Synthetic comparison: ARMv2 is 0.5MIPS / MHz; 68k is 0.2MIPS / MHz. Closest comparison to the real world: ARMv2 is approximately 300 Dhrystones / MHz while 68k is approximately 250 Dhrystones / MHz. About a 20% more, better but not a lot.

In the Amiga 500, the cpu power was secondary, the important thing was its custom chips that made the system look smooth and even with several simultaneous programs, I do not remember another that from 1985-1990 was comparable in graphics and sound capabilities in same price range, the Atari ST being somewhat more economical did not have blitter or sampled sound, etc. and much less Acorn. — Preceding unsigned comment added by Hooankee (talkcontribs) 04:07, 30 April 2021 (UTC)

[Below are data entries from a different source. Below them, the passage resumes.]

// Copyright 2025 Chainflip Labs GmbH
//
// Licensed under the Apache License, Version 2.0 (the "License");
// you may not use this file except in compliance with the License.
// You may obtain a copy of the License at
//
//     http://www.apache.org/licenses/LICENSE-2.0
//
// Unless required by applicable law or agreed to in writing, software
// distributed under the License is distributed on an "AS IS" BASIS,
// WITHOUT WARRANTIES OR CONDITIONS OF ANY KIND, either express or implied.
// See the License for the specific language governing permissions and
// limitations under the License.
//
// SPDX-License-Identifier: Apache-2.0

//! The orchestrator: a single keygen session plus zero or more
//! concurrent signing sessions keyed by [`SigningSessionId`]. The
//! coordinator holds only public data — commitments, public points,
//! signature shares — and fans requests out to party agents over whatever
//! transport the caller provides; it never touches a private scalar.

use std::collections::BTreeMap;

use crate::{error::ThresholdError, PartyIndex};

mod keygen;
mod signing;

use keygen::KeygenState;
use signing::SigningSession;
pub use signing::SigningSessionId;

fn state_error(op: &str, state: &str) -> ThresholdError {
	ThresholdError::StateError(format!("`{op}` invoked while coordinator session is in state `{state}`"))
}

/// Orchestrates one keygen session and a set of concurrent signing sessions
/// against its result. See [`crate::party::PartyAgent`] for the per-party
/// counterpart this type exchanges data with.
pub struct Coordinator {
	keygen: KeygenState,
	/// Assigned once registration closes: the stable-sorted lexicographic
	/// index of each registered party id.
	index_of: BTreeMap<String, PartyIndex>,
	next_signing_session: u64,
	signing_sessions: BTreeMap<SigningSessionId, SigningSession>,
}

impl Default for Coordinator {
	fn default() -> Self {
		Self::new()
	}
}

impl Coordinator {
	pub fn new() -> Self {
		Coordinator {
			keygen: KeygenState::Idle,
			index_of: BTreeMap::new(),
			next_signing_session: 0,
			signing_sessions: BTreeMap::new(),
		}
	}

	/// The 0-based protocol index assigned to `party_id`, once registration
	/// has closed (i.e. `n` parties have called `register_party`).
	pub fn assigned_index(&self, party_id: &str) -> Option<PartyIndex> {
		self.index_of.get(party_id).copied()
	}
}
// Copyright 2025 Chainflip Labs GmbH
//
// Licensed under the Apache License, Version 2.0 (the "License");
// you may not use this file except in compliance with the License.
// You may obtain a copy of the License at
//
//     http://www.apache.org/licenses/LICENSE-2.0
//
// Unless required by applicable law or agreed to in writing, software
// distributed under the License is distributed on an "AS IS" BASIS,
// WITHOUT WARRANTIES OR CONDITIONS OF ANY KIND, either express or implied.
// See the License for the specific language governing permissions and
// limitations under the License.
//
// SPDX-License-Identifier: Apache-2.0

use thiserror::Error;

use crate::PartyIndex;

/// The error taxonomy shared by the crypto core, the party agent and the
/// coordinator. Every failure is fatal to the current round: there is no
/// retry at the protocol layer (a fresh session must be initiated by the
/// caller).
#[derive(Error, Debug, Clone, PartialEq, Eq)]
pub enum ThresholdError {
	/// Out-of-range threshold, malformed point/scalar encoding, wrong array length.
	#[error("invalid input: {0}")]
	InvalidInput(String),

	/// Operation invoked in an incompatible state, e.g. `distribute` before `register`.
	#[error("operation invoked in an incompatible state: {0}")]
	StateError(String),

	/// Cross-party mismatch observed by the coordinator, e.g. parties report
	/// different joint public keys, or disagree on the signing challenge.
	#[error("inconsistent input across parties: {0}")]
	InconsistentInput(String),

	/// A specific party failed a cryptographic check (commitment open, VSS
	/// share, local signature). Terminates the session; not merely informational.
	#[error("party {party_index} failed a cryptographic check: {reason}")]
	ProtocolFailure { party_index: PartyIndex, reason: String },

	/// Fewer than `t` parties were supplied to `start_signing`.
	#[error("insufficient signers: got {got}, need at least {needed}")]
	InsufficientSigners { got: usize, needed: usize },

	/// All local checks passed but the aggregated signature did not verify.
	/// Must never occur on honest execution; if it does, something upstream
	/// of this crate violated an invariant we rely on.
	#[error("internal invariant violated: {0}")]
	InternalInvariantFailure(String),
}

pub type Result<T> = std::result::Result<T, ThresholdError>;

We had access to a fun beast which was an Archimedes on a ISA card which we installed inside a 30386 PC; they shared the keyboard and display IIRC. The main idea was that we could run our Smalltalk port on the Archimedes. It soon became obvious that the 25MHz PC was being absolutely crapped on (in a left-behind-eating-its-dust kind of way) by the 8MHz Archimedes, with better graphics to boot. Phil 16:02, Nov 27, 2003 (UTC)


I believe initially that Acorn set up a lab out on the West Coast of America to develop an operating system for the Archimedes. However, I this effort foundered and the abominable Arthur was hacked up until something decent could be developed. RiscOS (2 ?) was then developed to replace Arthur, and provided many of the features seen in modern GUI systems today. In some cases, such as saving files using drag and drop, RiscOS was better than even current systems. Jonathan

Yes, see ARX. I wonder what happened to it. It's a pity Acorn didn't dump Arthur for it, for as good as RISC OS was, an OS on par with MacOSX in the 1980s would've been quite a selling point. Crusadeonilliteracy

A4 - 2 MB RAM (A5000 hardware in a laptop case)

This page states that the A5000 was an A4 in desktop form, not the other around around. Which is correct? Crusadeonilliteracy 03:54, 31 Jan 2004 (UTC)

The story about archimedes being ditched in favor of win '95 is kinda pov, and sort of wrong too I think. Archimedes was obsoleted by the RISC PC (which is basically a much faster dual-processor Archimedes)) from the same company. I'm pretty sure Win '95 wasn't the major factor. (My poor wrists still remember Win '95 :-/ ). [For completeness: PCs were cheaper than RISC PCs though, so some people may have (unwisely :-P ) followed that 'upgrade' path ;-) ] Kim Bruning 10:55, 23 Sep 2004 (UTC)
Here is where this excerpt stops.